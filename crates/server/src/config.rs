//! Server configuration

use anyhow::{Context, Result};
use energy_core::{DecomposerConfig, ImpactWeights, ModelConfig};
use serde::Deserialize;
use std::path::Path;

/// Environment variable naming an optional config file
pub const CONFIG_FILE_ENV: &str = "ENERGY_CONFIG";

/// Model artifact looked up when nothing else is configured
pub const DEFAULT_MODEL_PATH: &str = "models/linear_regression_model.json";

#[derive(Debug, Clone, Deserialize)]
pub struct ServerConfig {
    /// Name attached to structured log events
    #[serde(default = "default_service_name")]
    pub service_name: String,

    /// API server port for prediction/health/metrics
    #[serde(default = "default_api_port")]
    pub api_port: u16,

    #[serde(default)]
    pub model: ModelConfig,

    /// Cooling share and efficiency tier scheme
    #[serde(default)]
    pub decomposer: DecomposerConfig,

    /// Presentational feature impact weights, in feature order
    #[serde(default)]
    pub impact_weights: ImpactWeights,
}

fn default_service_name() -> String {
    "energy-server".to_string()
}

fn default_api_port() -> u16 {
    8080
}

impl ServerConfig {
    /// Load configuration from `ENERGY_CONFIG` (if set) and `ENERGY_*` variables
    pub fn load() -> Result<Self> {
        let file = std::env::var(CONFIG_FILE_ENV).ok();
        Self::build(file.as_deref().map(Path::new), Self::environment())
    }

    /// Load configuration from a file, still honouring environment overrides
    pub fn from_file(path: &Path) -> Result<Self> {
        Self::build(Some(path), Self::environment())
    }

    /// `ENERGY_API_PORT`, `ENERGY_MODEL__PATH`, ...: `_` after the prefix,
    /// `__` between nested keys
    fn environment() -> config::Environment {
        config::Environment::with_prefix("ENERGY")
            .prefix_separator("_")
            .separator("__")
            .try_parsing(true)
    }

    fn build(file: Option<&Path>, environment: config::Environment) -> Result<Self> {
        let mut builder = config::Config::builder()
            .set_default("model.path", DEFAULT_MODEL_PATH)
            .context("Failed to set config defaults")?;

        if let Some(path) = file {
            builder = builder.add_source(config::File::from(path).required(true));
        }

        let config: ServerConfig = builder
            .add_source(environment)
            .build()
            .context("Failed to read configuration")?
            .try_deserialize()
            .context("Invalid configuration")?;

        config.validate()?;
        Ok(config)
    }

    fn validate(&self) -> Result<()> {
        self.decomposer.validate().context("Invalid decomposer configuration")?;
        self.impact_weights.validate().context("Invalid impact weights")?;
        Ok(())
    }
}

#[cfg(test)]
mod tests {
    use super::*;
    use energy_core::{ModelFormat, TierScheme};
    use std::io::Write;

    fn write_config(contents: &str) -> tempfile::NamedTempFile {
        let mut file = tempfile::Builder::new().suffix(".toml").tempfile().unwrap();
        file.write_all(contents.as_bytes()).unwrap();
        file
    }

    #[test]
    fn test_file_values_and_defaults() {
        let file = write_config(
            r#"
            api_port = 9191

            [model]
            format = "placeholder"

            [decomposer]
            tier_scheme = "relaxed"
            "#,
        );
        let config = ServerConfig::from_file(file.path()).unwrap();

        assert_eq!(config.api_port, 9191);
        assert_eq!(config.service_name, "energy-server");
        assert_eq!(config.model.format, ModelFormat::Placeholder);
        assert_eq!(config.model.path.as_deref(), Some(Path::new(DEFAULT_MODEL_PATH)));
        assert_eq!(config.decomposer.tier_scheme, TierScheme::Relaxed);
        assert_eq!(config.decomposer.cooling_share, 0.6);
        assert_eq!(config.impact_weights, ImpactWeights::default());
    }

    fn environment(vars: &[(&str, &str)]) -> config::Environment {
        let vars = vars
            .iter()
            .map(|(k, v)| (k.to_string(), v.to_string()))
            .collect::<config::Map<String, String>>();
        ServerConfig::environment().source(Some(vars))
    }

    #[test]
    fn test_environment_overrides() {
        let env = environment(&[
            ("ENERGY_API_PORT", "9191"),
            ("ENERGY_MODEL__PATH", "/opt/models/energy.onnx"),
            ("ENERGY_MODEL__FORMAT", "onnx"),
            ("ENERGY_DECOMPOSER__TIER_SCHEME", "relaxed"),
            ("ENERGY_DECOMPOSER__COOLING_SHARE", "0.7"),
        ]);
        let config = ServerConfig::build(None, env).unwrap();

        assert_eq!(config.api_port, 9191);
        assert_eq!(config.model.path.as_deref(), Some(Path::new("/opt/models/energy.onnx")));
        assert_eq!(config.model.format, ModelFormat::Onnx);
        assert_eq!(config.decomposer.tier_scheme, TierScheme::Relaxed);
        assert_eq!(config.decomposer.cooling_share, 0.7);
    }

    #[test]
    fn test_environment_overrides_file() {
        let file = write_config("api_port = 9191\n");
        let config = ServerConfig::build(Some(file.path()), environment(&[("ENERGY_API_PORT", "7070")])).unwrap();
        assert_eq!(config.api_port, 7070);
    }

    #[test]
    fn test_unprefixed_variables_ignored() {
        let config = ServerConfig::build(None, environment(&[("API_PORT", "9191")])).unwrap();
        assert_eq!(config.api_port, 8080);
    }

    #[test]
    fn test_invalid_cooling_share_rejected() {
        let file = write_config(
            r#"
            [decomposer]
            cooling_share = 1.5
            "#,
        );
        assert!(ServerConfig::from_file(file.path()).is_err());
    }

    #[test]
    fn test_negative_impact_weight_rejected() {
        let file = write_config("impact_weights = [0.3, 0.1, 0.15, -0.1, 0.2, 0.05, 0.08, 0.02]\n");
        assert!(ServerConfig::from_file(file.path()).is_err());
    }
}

* * *

Exercise :: Review the material and copy each line in which the word "tempfile" appears.

Solution below ::
    fn write_config(contents: &str) -> tempfile::NamedTempFile {
        let mut file = tempfile::Builder::new().suffix(".toml").tempfile().unwrap();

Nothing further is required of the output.